DeepSeek Is Chinese But Its AI Models Are From Another Planet
OpenAI and the US are in deep trouble
I. Made in China
As my #1 prediction for AI in 2025 I wrote this: “The geopolitical risk discourse (democracy vs authoritarianism) will overshadow the existential risk discourse (humans vs AI).” DeepSeek is the reason why.
I’ve covered news about DeepSeek ten times since December 4, 2023, in this newsletter. But I’d bet you a free yearly subscription that you didn’t notice the name as something worth watching. It was just another unknown AI startup. Making more mediocre models. Surely not “at the level of OpenAI or Google” as I wrote a month ago. “At least not yet,” I added, confident. Turns out I was delusional. Or bad at assessing the determination of these people. Or perhaps I was right back then and they’re damn quick.
Whatever the case, DeepSeek, the silent startup, will now be known. Not because it’s Chinese—that too—but because the models they’re building are outstanding. And because they’re open source. And because they’re cheap. Damn cheap.
Yesterday, January 20, 2025, they announced and released DeepSeek-R1, their first reasoning model (from now on R1; try it here, use the “deepthink” option). R1 is akin to OpenAI o1, which was released on December 5, 2024. We’re talking about a one-month delay—a brief window, intriguingly, between leading closed labs and the open-source community. A brief window, critically, between the United States and China.
From my prediction, you may think I saw this coming. Well, I didn’t see it coming this soon. Wasn’t OpenAI half a year ahead of the rest of the US AI labs? And more than one year ahead of Chinese companies like Alibaba or Tencent?
Others saw it coming better. In a Washington Post opinion piece published in July 2024, OpenAI CEO, Sam Altman argued that a “democratic vision for AI must prevail over an authoritarian one.” And warned, “The United States currently has a lead in AI development, but continued leadership is far from guaranteed.” And reminded us that “the People’s Republic of China has said that it aims to become the global leader in AI by 2030.” Yet I bet even he’s surprised by DeepSeek.

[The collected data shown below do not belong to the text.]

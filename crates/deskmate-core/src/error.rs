// SPDX-FileCopyrightText: 2026 Deskmate Contributors
// SPDX-License-Identifier: MIT OR Apache-2.0

//! Error types for the Deskmate employee assistant.

use thiserror::Error;

/// The primary error type used across all Deskmate adapter traits and core operations.
#[derive(Debug, Error)]
pub enum DeskmateError {
    /// Configuration errors (invalid TOML, missing required fields, type mismatches).
    #[error("configuration error: {0}")]
    Config(String),

    /// Storage backend errors (database connection, query failure, serialization).
    #[error("storage error: {source}")]
    Storage {
        source: Box<dyn std::error::Error + Send + Sync>,
    },

    /// Completion engine errors (API failure, malformed response, tool-loop overrun).
    #[error("provider error: {message}")]
    Provider {
        message: String,
        source: Option<Box<dyn std::error::Error + Send + Sync>>,
    },

    /// Memory service errors (connection failure, rejected request).
    #[error("memory error: {message}")]
    Memory {
        message: String,
        source: Option<Box<dyn std::error::Error + Send + Sync>>,
    },

    /// HTTP gateway errors (bind failure, server error).
    #[error("gateway error: {message}")]
    Gateway {
        message: String,
        source: Option<Box<dyn std::error::Error + Send + Sync>>,
    },

    /// A referenced entity does not exist.
    #[error("{entity} not found: {id}")]
    NotFound { entity: &'static str, id: String },

    /// Internal or unexpected errors.
    #[error("internal error: {0}")]
    Internal(String),
}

It is rather ironic that OpenAI still keeps its frontier research behind closed doors—even from US peers so the authoritarian excuse no longer works—whereas DeepSeek has given the entire world access to R1. There are too many readings here to untangle this apparent contradiction and I know too little about Chinese foreign policy to comment on them. So I will just highlight three questions I consider relevant before getting into R1, the AI model, which is the part I can safely write about:
Does China aim to overtake the United States in the race toward AGI, or are they moving at the necessary pace to capitalize on American companies’ slipstream?
Is DeepSeek open-sourcing its models to collaborate with the international AI ecosystem or is it a means to attract attention to their prowess before closing down (either for business or geopolitical reasons)?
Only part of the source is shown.